The effort used superpressure balloons called BPCL (Ballon Pressurisé de Couche Limite) with a diameter of 2.5 meters and a total weight of 9 kg. They were adapted to perform long flights in the tropical and extra-tropical marine boundary layer, at a mean altitude of 1350 meters above the sea level. The payload was located inside the balloon and included sensors to measure along their trajectories pressure, temperature, water vapor and wind velocity (through successive GPS positions). The data was collected through the Argos satellite system.
Seven balloons were succesfuly flown from the eight launched.

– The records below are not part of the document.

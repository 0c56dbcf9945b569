//! Phylanx: a small array-computing runtime for the Lisp-like PhySL surface
//! language.
//!
//! A program is parsed into an [`ast::Expr`] tree by [`reader::parse`],
//! compiled into a [`primitive::Graph`] of primitive nodes by
//! [`compiler::Compiler`], and evaluated by an [`executor::Evaluator`], which
//! implements the scheduling-independent [`control::Eval`] trait that the
//! control-flow primitives are written against. [`compile_and_run`] strings
//! those three steps together for the common case.
#![expect(dead_code, reason = "compat shims keep some currently-unused APIs")]

mod arithmetic;
mod ast;
mod compiler;
pub mod config;
mod control;
mod environment;
pub mod errors;
pub mod executor;
mod matcher;
mod name;
mod node_data;
pub mod pattern;
mod primitive;
pub mod reader;
pub mod resource;
mod slicing;
pub mod tracer;
pub mod value;

pub use crate::ast::{Expr, InfixOp, Literal};
pub use crate::compiler::Compiler;
pub use crate::config::RunConfig;
pub use crate::errors::{ErrorKind, PhylanxError, PhylanxResult};
pub use crate::executor::Evaluator;
pub use crate::node_data::{MatrixData, Scalar, VectorData};
pub use crate::pattern::PatternRegistry;
pub use crate::primitive::{Graph, Node, NodeKind};
pub use crate::reader::{CodeRange, ParseError, parse};
pub use crate::resource::{ResourceError, ResourceTracker};
pub use crate::tracer::{NoopTracer, StderrTracer, Tracer};
pub use crate::value::{DictKey, PrimitiveId, Value};

/// Parses, compiles, and runs one PhySL source string under `config`, using `codename`
/// as the compile unit's display name (folded into every primitive's canonical name and
/// into diagnostics).
///
/// This is the entry point the CLI and the test suite both go through: a host embedding
/// Phylanx for more than a one-shot run instead holds onto a [`PatternRegistry`] and a
/// compiled [`Graph`] and drives an [`Evaluator`] directly.
pub fn compile_and_run(codename: &str, source: &str, config: RunConfig) -> PhylanxResult<Value> {
    let expr = reader::parse(source)?;
    let patterns = PatternRegistry::builtin();
    let graph = Compiler::new(codename, &patterns, 0).compile_program(&expr)?;
    Evaluator::new(&graph, config).run()
}

#[cfg(test)]
mod tests {
    use super::*;

    #[test]
    fn compile_and_run_executes_a_simple_expression() {
        let result = compile_and_run("test", "1 + 2", RunConfig::single_threaded()).unwrap();
        assert_eq!(result.as_f64(CodeRange::default()).unwrap(), 3.0);
    }

    #[test]
    fn compile_and_run_surfaces_a_parse_error() {
        let err = compile_and_run("test", "(", RunConfig::single_threaded()).unwrap_err();
        assert_eq!(err.kind, ErrorKind::ParseMatch);
    }
}
fn bool_to_f64(b: bool) -> f64 {
    if b {
        1.0
    } else {
        0.0
    }
}

/// Which operand(s) of a shape-mismatched pair get broadcast, and along which axis.
/// Named to match the kernel family the specification sketches
/// (`2d2d_no_stretch`, `2d2d_lhs_row_rhs_col`, …).
#[derive(Debug, Clone, Copy, PartialEq, Eq)]
enum Stretch {
    NoStretch,
    LhsRow,
    LhsCol,
    RhsRow,
    RhsCol,
    LhsRowRhsCol,
    LhsColRhsRow,
}

fn detect_stretch(lhs_shape: (usize, usize), rhs_shape: (usize, usize)) -> Option<Stretch> {
    if lhs_shape == rhs_shape {
        return Some(Stretch::NoStretch);
    }
    let (lr, lc) = lhs_shape;
    let (rr, rc) = rhs_shape;
    match (lr == 1 && lc == rc, lc == 1 && lr == rr, rr == 1 && rc == lc, rc == 1 && rr == lr) {
        (true, _, _, _) if lr == 1 => Some(Stretch::LhsRow),
        (_, true, _, _) => Some(Stretch::LhsCol),
        (_, _, true, _) => Some(Stretch::RhsRow),
        (_, _, _, true) => Some(Stretch::RhsCol),
        _ => {
            if lr == 1 && rc == 1 {
                Some(Stretch::LhsRowRhsCol)
            } else if lc == 1 && rr == 1 {
                Some(Stretch::LhsColRhsRow)
            } else {
                None
            }
        }
    }
}

fn matrix_op(op: BinOp, lhs: &MatrixData, rhs: &MatrixData, pos: CodeRange) -> Result<Value, PhylanxError> {
    let lshape = lhs.shape();
    let rshape = rhs.shape();
    let stretch = detect_stretch(lshape, rshape).ok_or_else(|| {
        PhylanxError::domain(
            "arithmetic",
            pos,
            format!("matrix shapes {lshape:?} and {rshape:?} do not broadcast against each other"),
        )
    })?;

    let (nrows, ncols) = match stretch {
        Stretch::NoStretch => lshape,
        Stretch::LhsRow | Stretch::RhsCol => rshape,
        Stretch::LhsCol | Stretch::RhsRow => lshape,
        Stretch::LhsRowRhsCol => (rshape.0, lshape.1),
        Stretch::LhsColRhsRow => (lshape.0, rshape.1),
    };

    let mut rows = Vec::with_capacity(nrows);
    for r in 0..nrows {
        let mut row = Vec::with_capacity(ncols);
        for c in 0..ncols {
            let a = lhs.get_f64(if lshape.0 == 1 { 0 } else { r }, if lshape.1 == 1 { 0 } else { c });
            let b = rhs.get_f64(if rshape.0 == 1 { 0 } else { r }, if rshape.1 == 1 { 0 } else { c });
            row.push(op.apply(a, b));
        }
        rows.push(row);
    }
    Ok(Value::Matrix(MatrixData::from_f64_rows(rows)))
}

fn vector_op(op: BinOp, lhs: &VectorData, rhs: &VectorData, pos: CodeRange) -> Result<Value, PhylanxError> {
    if lhs.len() != rhs.len() {
        return Err(PhylanxError::domain(
            "arithmetic",
            pos,
            format!("vector lengths {} and {} differ", lhs.len(), rhs.len()),
        ));
    }
    let values = (0..lhs.len()).map(|i| op.apply(lhs.get_f64(i), rhs.get_f64(i))).collect();
    Ok(Value::Vector(VectorData::from_f64_vec(values)))
}

fn scalar_vector_op(op: BinOp, scalar: f64, vector: &VectorData, scalar_on_left: bool) -> Value {
    let values = (0..vector.len())
        .map(|i| {
            let v = vector.get_f64(i);
            if scalar_on_left { op.apply(scalar, v) } else { op.apply(v, scalar) }
        })
        .collect();
    Value::Vector(VectorData::from_f64_vec(values))
}

fn scalar_matrix_op(op: BinOp, scalar: f64, matrix: &MatrixData, scalar_on_left: bool) -> Value {
    let (nrows, ncols) = matrix.shape();
    let rows = (0..nrows)
        .map(|r| {
            (0..ncols)
                .map(|c| {
                    let v = matrix.get_f64(r, c);
                    if scalar_on_left { op.apply(scalar, v) } else { op.apply(v, scalar) }
                })
                .collect()
        })
        .collect();
    Value::Matrix(MatrixData::from_f64_rows(rows))
}

/// Broadcasts a vector against a matrix along whichever axis its length matches,
/// preferring a row broadcast (length matches column count) when both could apply
/// (e.g. a square matrix).
fn vector_matrix_op(op: BinOp, vector: &VectorData, matrix: &MatrixData, vector_on_left: bool, pos: CodeRange) -> Result<Value, PhylanxError> {
    let (nrows, ncols) = matrix.shape();
    let as_row = vector.len() == ncols;
    let as_col = vector.len() == nrows;
    if !as_row && !as_col {
        return Err(PhylanxError::domain(
            "arithmetic",
            pos,
            format!("vector of length {} broadcasts against neither axis of a {nrows}x{ncols} matrix", vector.len()),
        ));
    }
    let rows = (0..nrows)
        .map(|r| {
            (0..ncols)
                .map(|c| {
                    let v = matrix.get_f64(r, c);
                    let s = if as_row { vector.get_f64(c) } else { vector.get_f64(r) };
                    if vector_on_left { op.apply(s, v) } else { op.apply(v, s) }
                })
                .collect()
        })
        .collect();
    Ok(Value::Matrix(MatrixData::from_f64_rows(rows)))
}

/// Applies a binary arithmetic/comparison operator to two values, dispatching on rank.
pub fn binary_op(op: BinOp, lhs: &Value, rhs: &Value, pos: CodeRange) -> Result<Value, PhylanxError> {
    match (lhs, rhs) {
        (Value::Scalar(a), Value::Scalar(b)) => Ok(Value::scalar(op.apply(a.as_f64(), b.as_f64()))),
        (Value::Scalar(a), Value::Vector(v)) => Ok(scalar_vector_op(op, a.as_f64(), v, true)),
        (Value::Vector(v), Value::Scalar(b)) => Ok(scalar_vector_op(op, b.as_f64(), v, false)),
        (Value::Scalar(a), Value::Matrix(m)) => Ok(scalar_matrix_op(op, a.as_f64(), m, true)),
        (Value::Matrix(m), Value::Scalar(b)) => Ok(scalar_matrix_op(op, b.as_f64(), m, false)),
        (Value::Vector(a), Value::Vector(b)) => vector_op(op, a, b, pos),
        (Value::Vector(v), Value::Matrix(m)) => vector_matrix_op(op, v, m, true, pos),
        (Value::Matrix(m), Value::Vector(v)) => vector_matrix_op(op, v, m, false, pos),
        (Value::Matrix(a), Value::Matrix(b)) => matrix_op(op, a, b, pos),
        (a, b) => Err(PhylanxError::type_mismatch(
            "arithmetic",
            pos,
            format!("cannot apply an arithmetic operator to {} and {}", a.type_name(), b.type_name()),
        )),
    }
}

/// Unary negation.
pub fn negate(value: &Value, pos: CodeRange) -> Result<Value, PhylanxError> {
    match value {
        Value::Scalar(s) => Ok(Value::scalar(-s.as_f64())),
        Value::Vector(v) => Ok(Value::Vector(VectorData::from_f64_vec((0..v.len()).map(|i| -v.get_f64(i)).collect()))),
        Value::Matrix(m) => {
            let (nrows, ncols) = m.shape();
            let rows = (0..nrows).map(|r| (0..ncols).map(|c| -m.get_f64(r, c)).collect()).collect();
            Ok(Value::Matrix(MatrixData::from_f64_rows(rows)))
        }
        other => Err(PhylanxError::type_mismatch(
            "arithmetic",
            pos,
            format!("cannot negate a {}", other.type_name()),
        )),
    }
}

/// Element-wise exponential, delegating the actual transcendental to the array library.
pub fn exp(value: &Value, pos: CodeRange) -> Result<Value, PhylanxError> {
    match value {
        Value::Scalar(s) => Ok(Value::scalar(s.as_f64().exp())),
        Value::Vector(v) => Ok(Value::Vector(VectorData::from_f64_vec((0..v.len()).map(|i| v.get_f64(i).exp()).collect()))),
        Value::Matrix(m) => {
            let (nrows, ncols) = m.shape();
            let rows = (0..nrows).map(|r| (0..ncols).map(|c| m.get_f64(r, c).exp()).collect()).collect();
            Ok(Value::Matrix(MatrixData::from_f64_rows(rows)))
        }
        other => Err(PhylanxError::type_mismatch("exp", pos, format!("cannot exponentiate a {}", other.type_name()))),
    }
}

/// Matrix/vector product, delegating to `ndarray`'s dot implementation.
pub fn dot(lhs: &Value, rhs: &Value, pos: CodeRange) -> Result<Value, PhylanxError> {
    use ndarray::Array2;

    let to_matrix = |v: &Value| -> Option<Array2<f64>> {
        match v {
            Value::Matrix(MatrixData::F64(a)) => Some(a.clone()),
            Value::Matrix(m) => {
                let (nrows, ncols) = m.shape();
                Array2::from_shape_vec((nrows, ncols), (0..nrows).flat_map(|r| (0..ncols).map(move |c| (r, c))).map(|(r, c)| m.get_f64(r, c)).collect()).ok()
            }
            _ => None,
        }
    };

    match (lhs, rhs) {
        (Value::Matrix(_), Value::Matrix(_)) => {
            let a = to_matrix(lhs).expect("matrix variant always converts");
            let b = to_matrix(rhs).expect("matrix variant always converts");
            if a.ncols() != b.nrows() {
                return Err(PhylanxError::domain(
                    "dot",
                    pos,
                    format!("incompatible shapes for dot: {:?} and {:?}", a.dim(), b.dim()),
                ));
            }
            let result = a.dot(&b);
            let rows = result.outer_iter().map(|r| r.to_vec()).collect();
            Ok(Value::Matrix(MatrixData::from_f64_rows(rows)))
        }
        (Value::Matrix(_), Value::Vector(v)) => {
            let a = to_matrix(lhs).expect("matrix variant always converts");
            if a.ncols() != v.len() {
                return Err(PhylanxError::domain("dot", pos, "matrix column count does not match vector length"));
            }
            let rhs_vec = ndarray::Array1::from_iter((0..v.len()).map(|i| v.get_f64(i)));
            let result = a.dot(&rhs_vec);
            Ok(Value::Vector(VectorData::from_f64_vec(result.to_vec())))
        }
        (Value::Vector(a), Value::Vector(b)) => {
            if a.len() != b.len() {
                return Err(PhylanxError::domain("dot", pos, "vector dot product requires equal lengths"));
            }
            let sum: f64 = (0..a.len()).map(|i| a.get_f64(i) * b.get_f64(i)).sum();
            Ok(Value::scalar(sum))
        }
        (a, b) => Err(PhylanxError::type_mismatch(
            "dot",
            pos,
            format!("dot is not defined between {} and {}", a.type_name(), b.type_name()),
        )),
    }
}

On this day in 2002, was carried out from ESRANGE the third and last scientific flight of ARCHEOPS, a balloon-borne instrument dedicated to measuring the Cosmic microwave background (CMB) temperature anisotropies. Archeops carried cooled detectors working in four bands in the millimeter domain (143, 217, 353 and 545 GHz) with a high angular resolution (about 15 arcminutes) in order to constrain small anisotropy scales, as well as a large sky coverage fraction (30%) in order to minimize the intrinsic cosmic variance.
After a shortened flight in January due to a failure in the balloon, the instrument was recovered and launched again in February 7. This mission developed flawlessly along the 19 hours of flight obtaining 12.5 hours of CMB-type data (at ceiling altitude and by night). The payload landed in Siberia and was recovered -including the data stored on board- by a Franco-Russian team that worked on the landing site with temperatures as low as -40 degrees Celsius.
As a result the instrument obtained the first polarized maps of the galactic dust emission with that resolution.
On this day in 2007 was performed over the aerial/marine test range of Salto di Quirra in Sardignia, in the Mediterranean sea a stratospheric drop test of the "FTB-1 Castore" model airplane. The craft was one of the two vehicles built under the PRORA-USV (Unmanned Space Vehicle) program which was conceived in 2000 under managment of the Italian Aerospace Research Center (CIRA). These vehicles were key pieces to test and verify advanced functionalities and critical operational aspects of a future Reusable Launch Vehicle (RLV) intended for orbital space missions.
The balloon was launched from the Tortoli/Arbatax airport on 24 February 2007 at 8:30 a.m. reaching the drop zone at an altitude of 20.2 km. At 10:08 the FTB was released when the balloon was located within a huge isolated area restricted to aerial and maritime traffic. The mission ended 22 minutes later with the splash-down of the space vehicle which was recovered by the ship "Tavolara" of the Italian Navy.